◆ **Requirement**: Your response should be every line from the entries that includes the string "FundsNeededLastPayment".

◆ **Extracted material**:
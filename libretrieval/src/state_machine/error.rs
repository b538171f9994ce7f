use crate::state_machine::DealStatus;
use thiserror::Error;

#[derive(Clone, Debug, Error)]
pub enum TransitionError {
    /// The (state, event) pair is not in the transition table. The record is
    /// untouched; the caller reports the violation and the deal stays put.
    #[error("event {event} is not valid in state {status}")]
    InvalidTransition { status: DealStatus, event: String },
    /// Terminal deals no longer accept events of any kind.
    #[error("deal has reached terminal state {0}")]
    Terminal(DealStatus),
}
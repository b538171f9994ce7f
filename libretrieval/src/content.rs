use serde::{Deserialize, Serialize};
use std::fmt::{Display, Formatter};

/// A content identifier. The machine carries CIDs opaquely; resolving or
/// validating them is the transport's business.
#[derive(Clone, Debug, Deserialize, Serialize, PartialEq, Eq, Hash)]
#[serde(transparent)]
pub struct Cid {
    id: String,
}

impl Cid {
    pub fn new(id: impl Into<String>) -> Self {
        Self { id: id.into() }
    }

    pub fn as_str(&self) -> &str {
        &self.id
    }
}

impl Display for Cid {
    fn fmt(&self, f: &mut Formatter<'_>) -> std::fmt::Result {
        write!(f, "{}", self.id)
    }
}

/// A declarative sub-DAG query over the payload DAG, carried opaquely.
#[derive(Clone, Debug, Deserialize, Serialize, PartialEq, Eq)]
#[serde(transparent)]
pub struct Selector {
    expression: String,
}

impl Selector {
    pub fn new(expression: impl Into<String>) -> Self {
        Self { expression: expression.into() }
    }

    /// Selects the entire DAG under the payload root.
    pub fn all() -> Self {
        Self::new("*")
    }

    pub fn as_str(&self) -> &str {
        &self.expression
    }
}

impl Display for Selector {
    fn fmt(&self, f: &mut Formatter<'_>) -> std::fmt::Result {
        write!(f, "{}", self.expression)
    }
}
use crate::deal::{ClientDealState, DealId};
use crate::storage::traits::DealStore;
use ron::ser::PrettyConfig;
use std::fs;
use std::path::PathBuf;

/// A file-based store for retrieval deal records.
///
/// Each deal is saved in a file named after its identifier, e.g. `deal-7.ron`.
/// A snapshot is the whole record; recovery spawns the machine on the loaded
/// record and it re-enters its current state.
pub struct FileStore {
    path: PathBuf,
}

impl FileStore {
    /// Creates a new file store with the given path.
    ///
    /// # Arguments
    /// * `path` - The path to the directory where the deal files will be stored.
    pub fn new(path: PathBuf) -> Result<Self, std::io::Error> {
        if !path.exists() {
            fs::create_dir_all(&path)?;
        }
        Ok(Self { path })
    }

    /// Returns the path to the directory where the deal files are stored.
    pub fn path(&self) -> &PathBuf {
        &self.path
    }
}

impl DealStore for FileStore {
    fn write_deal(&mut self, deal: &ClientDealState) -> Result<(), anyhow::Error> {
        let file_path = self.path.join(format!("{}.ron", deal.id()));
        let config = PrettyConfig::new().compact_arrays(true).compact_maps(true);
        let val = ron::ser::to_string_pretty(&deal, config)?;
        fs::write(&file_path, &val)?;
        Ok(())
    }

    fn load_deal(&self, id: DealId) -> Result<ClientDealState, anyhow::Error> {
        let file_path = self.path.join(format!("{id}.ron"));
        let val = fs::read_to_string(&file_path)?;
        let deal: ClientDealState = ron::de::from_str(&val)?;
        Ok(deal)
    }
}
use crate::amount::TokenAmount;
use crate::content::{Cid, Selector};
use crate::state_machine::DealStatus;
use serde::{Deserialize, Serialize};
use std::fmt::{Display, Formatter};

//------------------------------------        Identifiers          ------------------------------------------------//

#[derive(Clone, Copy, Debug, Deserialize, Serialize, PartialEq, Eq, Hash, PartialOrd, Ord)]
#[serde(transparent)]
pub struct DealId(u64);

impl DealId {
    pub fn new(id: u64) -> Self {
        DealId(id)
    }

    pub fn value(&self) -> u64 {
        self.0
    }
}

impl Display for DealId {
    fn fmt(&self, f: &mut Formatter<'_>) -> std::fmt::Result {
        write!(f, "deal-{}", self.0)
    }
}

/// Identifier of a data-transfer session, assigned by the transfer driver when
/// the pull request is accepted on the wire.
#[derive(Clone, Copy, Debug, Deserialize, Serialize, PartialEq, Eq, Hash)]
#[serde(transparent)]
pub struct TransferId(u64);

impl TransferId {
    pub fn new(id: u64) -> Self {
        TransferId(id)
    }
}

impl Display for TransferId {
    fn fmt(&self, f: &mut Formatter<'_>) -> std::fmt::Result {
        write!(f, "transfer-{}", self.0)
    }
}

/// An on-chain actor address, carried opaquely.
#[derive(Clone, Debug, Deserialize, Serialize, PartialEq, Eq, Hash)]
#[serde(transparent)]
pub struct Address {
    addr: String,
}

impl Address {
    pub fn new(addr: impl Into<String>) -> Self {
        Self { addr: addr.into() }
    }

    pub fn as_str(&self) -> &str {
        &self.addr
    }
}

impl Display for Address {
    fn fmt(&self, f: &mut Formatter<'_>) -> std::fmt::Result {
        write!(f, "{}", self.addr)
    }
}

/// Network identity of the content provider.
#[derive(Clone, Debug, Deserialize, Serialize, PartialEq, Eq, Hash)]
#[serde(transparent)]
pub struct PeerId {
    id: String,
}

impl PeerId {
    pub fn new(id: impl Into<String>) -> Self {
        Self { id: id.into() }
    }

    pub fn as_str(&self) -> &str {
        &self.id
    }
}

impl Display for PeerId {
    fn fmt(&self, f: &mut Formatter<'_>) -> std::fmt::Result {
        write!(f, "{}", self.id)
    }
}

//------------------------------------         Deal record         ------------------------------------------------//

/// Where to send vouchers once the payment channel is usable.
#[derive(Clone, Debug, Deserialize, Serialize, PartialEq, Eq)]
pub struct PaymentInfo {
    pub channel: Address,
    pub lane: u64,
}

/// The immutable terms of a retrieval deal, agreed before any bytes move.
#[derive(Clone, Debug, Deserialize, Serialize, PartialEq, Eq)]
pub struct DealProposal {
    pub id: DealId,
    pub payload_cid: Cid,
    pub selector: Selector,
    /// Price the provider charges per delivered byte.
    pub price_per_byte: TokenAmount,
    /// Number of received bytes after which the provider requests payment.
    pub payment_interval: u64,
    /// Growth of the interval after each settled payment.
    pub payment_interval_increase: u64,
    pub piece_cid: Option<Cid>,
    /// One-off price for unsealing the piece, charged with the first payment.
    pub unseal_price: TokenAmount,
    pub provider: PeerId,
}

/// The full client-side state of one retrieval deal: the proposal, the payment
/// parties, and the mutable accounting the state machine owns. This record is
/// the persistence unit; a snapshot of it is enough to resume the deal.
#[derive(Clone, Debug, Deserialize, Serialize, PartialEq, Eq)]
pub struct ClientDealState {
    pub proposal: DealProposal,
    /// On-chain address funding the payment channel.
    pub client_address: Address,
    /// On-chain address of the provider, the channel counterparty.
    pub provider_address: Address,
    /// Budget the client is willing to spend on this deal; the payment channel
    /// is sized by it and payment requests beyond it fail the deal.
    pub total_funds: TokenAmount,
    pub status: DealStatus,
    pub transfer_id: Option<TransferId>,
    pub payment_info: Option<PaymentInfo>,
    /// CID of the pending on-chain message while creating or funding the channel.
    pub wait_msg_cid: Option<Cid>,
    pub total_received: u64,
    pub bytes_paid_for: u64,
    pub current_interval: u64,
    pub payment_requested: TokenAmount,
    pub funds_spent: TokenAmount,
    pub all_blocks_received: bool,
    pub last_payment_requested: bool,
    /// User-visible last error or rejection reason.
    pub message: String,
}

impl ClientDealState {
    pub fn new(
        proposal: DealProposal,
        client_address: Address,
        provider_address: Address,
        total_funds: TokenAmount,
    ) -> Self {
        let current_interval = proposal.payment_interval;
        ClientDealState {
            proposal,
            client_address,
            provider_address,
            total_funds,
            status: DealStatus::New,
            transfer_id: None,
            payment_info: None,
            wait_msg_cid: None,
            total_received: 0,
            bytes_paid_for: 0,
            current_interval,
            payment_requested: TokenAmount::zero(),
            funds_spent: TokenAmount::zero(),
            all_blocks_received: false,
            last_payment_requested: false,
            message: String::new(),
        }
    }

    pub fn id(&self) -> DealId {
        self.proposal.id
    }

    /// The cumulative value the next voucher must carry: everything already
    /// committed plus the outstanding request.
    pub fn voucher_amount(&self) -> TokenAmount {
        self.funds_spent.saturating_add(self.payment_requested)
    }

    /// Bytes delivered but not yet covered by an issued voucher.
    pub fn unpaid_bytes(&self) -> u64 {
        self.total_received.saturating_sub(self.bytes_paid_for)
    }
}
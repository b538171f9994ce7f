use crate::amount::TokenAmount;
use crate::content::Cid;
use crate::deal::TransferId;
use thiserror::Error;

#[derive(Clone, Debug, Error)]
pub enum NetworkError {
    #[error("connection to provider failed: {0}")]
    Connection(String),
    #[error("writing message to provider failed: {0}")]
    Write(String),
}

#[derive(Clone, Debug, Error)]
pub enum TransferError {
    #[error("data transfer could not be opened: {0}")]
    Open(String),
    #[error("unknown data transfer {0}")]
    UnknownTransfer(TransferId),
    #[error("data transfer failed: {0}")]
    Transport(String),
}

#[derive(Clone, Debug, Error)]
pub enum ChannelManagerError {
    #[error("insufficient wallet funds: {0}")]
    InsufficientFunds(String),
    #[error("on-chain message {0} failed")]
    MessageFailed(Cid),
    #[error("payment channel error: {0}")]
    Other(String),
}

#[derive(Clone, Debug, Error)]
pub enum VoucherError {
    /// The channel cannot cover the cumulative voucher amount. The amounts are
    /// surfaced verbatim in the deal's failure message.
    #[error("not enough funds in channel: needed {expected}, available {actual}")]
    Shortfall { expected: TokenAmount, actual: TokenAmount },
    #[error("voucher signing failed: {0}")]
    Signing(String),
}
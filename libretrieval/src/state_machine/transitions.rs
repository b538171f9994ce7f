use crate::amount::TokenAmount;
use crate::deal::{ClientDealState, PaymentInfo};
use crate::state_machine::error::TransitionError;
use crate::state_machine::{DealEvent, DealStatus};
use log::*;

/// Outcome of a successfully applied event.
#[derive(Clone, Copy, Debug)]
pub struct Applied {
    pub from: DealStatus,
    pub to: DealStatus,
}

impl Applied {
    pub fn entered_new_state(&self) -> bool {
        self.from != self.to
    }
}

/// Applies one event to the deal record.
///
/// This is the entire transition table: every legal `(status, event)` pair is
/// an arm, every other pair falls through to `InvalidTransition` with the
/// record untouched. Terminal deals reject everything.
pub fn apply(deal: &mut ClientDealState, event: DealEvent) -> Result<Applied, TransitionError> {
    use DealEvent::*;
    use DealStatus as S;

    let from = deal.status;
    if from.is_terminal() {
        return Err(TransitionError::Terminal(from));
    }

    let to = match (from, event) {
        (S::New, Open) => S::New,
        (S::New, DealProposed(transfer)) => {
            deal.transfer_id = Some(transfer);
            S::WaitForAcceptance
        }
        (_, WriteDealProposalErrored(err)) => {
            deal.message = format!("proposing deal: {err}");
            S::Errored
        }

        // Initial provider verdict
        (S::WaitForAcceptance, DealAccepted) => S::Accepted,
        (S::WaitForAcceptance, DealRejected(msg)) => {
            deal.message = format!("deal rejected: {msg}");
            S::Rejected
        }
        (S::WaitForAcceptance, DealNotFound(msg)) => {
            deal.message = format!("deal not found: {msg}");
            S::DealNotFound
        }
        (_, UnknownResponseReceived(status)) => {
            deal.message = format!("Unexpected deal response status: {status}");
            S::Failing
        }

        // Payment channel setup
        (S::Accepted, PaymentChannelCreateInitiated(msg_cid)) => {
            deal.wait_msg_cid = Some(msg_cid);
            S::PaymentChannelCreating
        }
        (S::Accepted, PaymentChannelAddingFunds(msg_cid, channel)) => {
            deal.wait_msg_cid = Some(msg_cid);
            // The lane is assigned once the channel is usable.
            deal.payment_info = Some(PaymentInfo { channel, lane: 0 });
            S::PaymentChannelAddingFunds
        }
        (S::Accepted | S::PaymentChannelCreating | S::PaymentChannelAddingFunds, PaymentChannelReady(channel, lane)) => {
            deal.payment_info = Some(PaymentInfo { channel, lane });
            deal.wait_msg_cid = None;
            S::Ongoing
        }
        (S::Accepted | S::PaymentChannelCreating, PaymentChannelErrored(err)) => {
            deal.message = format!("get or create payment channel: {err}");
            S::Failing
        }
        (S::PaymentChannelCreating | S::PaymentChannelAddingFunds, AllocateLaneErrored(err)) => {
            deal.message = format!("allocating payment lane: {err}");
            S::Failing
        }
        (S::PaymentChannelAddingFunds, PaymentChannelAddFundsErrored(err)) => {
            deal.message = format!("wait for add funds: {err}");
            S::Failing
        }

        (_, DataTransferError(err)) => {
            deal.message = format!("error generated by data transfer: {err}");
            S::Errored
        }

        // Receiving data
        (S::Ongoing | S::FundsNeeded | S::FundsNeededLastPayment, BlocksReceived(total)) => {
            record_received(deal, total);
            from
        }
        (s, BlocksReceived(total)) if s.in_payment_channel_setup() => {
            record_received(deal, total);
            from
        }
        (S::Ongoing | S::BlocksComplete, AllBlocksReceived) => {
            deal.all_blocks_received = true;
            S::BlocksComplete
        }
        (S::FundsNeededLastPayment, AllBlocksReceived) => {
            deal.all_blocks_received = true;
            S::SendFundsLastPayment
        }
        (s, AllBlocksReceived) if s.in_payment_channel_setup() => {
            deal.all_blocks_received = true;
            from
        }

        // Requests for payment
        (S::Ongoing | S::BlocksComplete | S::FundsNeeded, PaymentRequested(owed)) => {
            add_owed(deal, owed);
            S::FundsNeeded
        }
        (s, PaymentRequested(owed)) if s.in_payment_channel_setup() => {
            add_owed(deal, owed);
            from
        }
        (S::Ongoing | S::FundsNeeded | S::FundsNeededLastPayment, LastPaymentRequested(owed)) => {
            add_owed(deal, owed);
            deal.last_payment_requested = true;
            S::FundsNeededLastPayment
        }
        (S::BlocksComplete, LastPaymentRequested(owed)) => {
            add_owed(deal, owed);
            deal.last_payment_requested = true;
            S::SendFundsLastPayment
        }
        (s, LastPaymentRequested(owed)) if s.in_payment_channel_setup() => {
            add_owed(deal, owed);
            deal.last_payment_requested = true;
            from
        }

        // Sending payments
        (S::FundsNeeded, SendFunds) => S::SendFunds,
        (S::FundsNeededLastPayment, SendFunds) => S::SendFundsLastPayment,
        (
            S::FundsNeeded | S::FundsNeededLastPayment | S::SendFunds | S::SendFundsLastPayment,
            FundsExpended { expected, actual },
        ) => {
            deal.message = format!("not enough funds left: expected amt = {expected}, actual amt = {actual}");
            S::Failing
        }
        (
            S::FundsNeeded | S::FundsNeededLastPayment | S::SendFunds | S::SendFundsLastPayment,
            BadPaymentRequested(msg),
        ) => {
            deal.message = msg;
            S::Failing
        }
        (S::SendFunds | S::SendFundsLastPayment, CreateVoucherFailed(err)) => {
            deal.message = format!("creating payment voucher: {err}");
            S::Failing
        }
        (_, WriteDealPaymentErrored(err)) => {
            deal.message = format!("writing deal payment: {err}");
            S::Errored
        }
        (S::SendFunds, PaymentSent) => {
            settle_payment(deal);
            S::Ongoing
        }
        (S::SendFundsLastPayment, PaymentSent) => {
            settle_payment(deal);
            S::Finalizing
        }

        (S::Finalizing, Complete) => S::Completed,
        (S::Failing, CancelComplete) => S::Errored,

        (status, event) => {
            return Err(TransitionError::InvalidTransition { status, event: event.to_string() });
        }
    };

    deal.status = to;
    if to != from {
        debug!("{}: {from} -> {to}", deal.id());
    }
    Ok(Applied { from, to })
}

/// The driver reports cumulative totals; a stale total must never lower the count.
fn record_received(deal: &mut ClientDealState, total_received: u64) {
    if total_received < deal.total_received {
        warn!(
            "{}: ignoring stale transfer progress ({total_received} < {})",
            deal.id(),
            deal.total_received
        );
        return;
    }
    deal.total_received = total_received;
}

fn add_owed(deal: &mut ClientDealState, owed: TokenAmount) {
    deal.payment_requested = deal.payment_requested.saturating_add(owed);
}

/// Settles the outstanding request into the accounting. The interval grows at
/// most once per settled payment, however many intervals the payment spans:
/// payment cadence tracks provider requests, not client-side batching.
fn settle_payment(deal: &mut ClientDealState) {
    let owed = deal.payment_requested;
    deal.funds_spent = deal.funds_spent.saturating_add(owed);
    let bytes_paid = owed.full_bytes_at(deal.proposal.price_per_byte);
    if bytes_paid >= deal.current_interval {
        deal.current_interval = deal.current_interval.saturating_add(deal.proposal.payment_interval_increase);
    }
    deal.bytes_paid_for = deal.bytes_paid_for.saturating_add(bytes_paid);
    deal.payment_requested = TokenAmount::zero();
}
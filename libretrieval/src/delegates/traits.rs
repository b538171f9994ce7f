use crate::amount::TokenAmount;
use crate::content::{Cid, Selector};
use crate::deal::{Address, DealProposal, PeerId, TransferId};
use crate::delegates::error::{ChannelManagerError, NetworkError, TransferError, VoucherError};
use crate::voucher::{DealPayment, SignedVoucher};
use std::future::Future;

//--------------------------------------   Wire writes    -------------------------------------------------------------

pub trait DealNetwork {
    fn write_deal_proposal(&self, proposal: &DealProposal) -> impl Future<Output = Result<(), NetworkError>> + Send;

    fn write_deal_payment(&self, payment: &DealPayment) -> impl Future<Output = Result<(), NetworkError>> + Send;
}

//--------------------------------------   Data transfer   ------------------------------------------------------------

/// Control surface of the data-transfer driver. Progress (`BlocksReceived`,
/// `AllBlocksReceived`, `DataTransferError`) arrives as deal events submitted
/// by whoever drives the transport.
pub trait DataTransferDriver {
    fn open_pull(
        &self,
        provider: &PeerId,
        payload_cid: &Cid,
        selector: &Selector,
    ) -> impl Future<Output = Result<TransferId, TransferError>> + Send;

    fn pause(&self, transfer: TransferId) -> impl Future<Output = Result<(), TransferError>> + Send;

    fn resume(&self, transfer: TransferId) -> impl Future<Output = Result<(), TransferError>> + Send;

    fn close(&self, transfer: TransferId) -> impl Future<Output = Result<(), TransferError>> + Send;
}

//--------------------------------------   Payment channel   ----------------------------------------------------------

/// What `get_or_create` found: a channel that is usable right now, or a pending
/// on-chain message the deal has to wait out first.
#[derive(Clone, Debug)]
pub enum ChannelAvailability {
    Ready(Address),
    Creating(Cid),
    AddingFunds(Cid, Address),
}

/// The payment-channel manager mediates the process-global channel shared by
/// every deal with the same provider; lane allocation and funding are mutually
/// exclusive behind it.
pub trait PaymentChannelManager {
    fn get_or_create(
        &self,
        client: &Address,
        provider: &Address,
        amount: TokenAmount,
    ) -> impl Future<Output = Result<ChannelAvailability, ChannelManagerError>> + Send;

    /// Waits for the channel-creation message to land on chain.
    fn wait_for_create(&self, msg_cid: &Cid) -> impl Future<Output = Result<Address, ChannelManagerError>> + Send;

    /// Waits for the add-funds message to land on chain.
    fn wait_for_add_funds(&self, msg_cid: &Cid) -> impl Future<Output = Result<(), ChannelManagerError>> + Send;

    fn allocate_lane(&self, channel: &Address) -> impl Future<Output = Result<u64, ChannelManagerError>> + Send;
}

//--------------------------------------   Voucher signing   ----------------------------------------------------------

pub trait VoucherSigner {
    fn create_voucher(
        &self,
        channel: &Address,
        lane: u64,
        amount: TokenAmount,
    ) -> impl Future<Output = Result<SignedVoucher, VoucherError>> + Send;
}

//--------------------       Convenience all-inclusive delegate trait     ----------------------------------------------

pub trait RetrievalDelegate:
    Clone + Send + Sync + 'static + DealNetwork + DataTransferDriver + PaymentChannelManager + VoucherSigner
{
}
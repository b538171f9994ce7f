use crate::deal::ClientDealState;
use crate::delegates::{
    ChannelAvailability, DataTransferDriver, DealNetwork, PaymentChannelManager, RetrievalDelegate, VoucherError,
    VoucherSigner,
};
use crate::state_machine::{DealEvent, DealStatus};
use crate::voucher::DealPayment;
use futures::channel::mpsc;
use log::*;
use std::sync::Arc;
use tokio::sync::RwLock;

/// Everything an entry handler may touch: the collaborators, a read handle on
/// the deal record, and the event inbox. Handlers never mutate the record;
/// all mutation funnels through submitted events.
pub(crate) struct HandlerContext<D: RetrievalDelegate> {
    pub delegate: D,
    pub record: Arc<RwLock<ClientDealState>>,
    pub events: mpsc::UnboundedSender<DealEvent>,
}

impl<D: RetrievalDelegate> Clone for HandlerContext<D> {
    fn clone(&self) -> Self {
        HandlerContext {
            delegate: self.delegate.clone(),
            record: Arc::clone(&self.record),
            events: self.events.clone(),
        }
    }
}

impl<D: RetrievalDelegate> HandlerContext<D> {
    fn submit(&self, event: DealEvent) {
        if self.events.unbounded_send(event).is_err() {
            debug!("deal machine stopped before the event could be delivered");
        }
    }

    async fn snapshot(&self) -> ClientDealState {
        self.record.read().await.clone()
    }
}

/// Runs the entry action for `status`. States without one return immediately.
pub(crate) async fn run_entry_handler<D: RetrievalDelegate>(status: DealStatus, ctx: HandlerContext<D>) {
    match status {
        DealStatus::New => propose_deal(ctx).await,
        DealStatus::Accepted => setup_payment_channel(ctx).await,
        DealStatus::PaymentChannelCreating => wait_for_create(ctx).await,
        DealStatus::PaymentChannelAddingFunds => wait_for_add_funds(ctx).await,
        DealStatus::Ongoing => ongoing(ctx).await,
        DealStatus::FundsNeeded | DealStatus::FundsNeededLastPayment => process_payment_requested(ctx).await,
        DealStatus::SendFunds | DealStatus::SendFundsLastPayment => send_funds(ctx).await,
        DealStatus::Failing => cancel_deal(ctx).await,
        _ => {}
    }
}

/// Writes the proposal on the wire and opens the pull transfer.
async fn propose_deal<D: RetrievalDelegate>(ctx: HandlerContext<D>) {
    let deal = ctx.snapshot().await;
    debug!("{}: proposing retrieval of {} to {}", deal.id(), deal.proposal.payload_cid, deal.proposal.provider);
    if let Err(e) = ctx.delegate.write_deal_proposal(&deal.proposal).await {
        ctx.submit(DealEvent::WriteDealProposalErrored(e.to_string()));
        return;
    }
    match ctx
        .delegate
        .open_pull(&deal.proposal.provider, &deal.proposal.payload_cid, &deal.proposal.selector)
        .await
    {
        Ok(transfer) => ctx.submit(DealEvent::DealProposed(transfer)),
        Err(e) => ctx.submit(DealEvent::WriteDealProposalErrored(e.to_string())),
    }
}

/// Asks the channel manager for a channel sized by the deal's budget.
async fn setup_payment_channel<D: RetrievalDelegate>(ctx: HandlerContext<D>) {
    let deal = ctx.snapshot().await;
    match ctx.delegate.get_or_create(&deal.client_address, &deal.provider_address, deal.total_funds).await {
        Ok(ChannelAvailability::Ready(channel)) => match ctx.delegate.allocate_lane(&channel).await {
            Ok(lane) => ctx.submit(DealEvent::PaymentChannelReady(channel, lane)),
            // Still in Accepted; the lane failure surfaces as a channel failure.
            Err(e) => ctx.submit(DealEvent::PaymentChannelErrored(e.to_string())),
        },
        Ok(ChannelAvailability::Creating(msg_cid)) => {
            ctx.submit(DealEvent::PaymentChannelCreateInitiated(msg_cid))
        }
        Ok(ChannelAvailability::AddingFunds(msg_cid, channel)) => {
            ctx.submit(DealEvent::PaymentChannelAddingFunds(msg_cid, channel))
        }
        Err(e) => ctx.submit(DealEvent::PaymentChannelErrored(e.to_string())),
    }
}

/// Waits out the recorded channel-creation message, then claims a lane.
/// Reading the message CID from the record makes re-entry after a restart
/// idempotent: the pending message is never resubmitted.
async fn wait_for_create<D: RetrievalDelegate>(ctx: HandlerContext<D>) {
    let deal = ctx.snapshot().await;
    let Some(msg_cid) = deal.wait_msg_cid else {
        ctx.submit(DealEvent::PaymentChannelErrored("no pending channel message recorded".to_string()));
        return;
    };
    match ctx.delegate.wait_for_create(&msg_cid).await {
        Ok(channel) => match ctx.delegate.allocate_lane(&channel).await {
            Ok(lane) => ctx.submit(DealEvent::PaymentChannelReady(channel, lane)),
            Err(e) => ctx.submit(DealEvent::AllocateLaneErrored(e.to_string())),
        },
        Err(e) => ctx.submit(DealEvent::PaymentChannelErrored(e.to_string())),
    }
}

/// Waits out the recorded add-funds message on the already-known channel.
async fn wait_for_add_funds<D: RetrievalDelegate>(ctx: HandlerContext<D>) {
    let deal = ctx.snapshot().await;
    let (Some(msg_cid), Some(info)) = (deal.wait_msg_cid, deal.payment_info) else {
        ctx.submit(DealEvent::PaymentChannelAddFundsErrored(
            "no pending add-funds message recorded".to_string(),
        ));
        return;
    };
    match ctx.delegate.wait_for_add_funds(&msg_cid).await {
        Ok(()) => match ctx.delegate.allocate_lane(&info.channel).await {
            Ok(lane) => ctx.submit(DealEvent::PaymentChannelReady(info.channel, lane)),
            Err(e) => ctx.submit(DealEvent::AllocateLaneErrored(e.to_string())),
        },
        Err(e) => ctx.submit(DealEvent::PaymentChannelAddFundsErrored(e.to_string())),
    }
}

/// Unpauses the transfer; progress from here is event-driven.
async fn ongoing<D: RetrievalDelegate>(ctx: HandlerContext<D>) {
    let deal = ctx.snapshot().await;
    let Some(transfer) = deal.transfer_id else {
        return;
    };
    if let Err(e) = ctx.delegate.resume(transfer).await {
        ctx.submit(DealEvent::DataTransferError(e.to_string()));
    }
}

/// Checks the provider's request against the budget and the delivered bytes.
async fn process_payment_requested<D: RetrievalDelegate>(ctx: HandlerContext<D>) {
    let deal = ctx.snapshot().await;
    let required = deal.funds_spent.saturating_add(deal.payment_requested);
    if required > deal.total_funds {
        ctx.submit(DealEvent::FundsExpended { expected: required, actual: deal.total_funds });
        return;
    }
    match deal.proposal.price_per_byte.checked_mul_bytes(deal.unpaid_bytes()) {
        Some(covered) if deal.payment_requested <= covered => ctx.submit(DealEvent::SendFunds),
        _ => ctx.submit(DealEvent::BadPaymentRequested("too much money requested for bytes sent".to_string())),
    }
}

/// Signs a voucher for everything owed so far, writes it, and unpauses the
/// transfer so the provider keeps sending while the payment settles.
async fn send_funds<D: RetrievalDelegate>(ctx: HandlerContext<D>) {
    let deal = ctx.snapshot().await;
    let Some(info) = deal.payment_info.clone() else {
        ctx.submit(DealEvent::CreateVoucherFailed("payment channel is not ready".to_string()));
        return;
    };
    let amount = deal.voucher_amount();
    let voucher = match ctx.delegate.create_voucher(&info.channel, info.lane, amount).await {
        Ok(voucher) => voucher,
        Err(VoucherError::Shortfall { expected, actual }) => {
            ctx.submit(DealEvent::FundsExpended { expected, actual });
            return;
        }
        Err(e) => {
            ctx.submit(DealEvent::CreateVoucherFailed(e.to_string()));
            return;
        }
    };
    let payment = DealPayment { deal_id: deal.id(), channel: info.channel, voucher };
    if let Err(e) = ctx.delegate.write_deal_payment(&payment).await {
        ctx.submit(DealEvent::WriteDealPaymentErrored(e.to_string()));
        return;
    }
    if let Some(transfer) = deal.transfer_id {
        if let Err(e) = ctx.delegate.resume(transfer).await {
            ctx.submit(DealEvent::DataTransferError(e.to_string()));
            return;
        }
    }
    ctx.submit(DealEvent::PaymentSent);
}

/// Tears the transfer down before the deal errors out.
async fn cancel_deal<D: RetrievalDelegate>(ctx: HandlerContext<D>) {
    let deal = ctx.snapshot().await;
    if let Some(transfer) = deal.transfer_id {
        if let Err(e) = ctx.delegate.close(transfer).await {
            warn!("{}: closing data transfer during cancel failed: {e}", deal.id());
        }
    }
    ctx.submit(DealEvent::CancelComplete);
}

◆ **Reply**:
        (S::Ongoing | S::FundsNeeded | S::FundsNeededLastPayment, BlocksReceived(total)) => {
        (S::FundsNeededLastPayment, AllBlocksReceived) => {
        (S::Ongoing | S::FundsNeeded | S::FundsNeededLastPayment, LastPaymentRequested(owed)) => {
            S::FundsNeededLastPayment
        (S::FundsNeededLastPayment, SendFunds) => S::SendFundsLastPayment,
            S::FundsNeeded | S::FundsNeededLastPayment | S::SendFunds | S::SendFundsLastPayment,
            S::FundsNeeded | S::FundsNeededLastPayment | S::SendFunds | S::SendFundsLastPayment,
        DealStatus::FundsNeeded | DealStatus::FundsNeededLastPayment => process_payment_requested(ctx).await,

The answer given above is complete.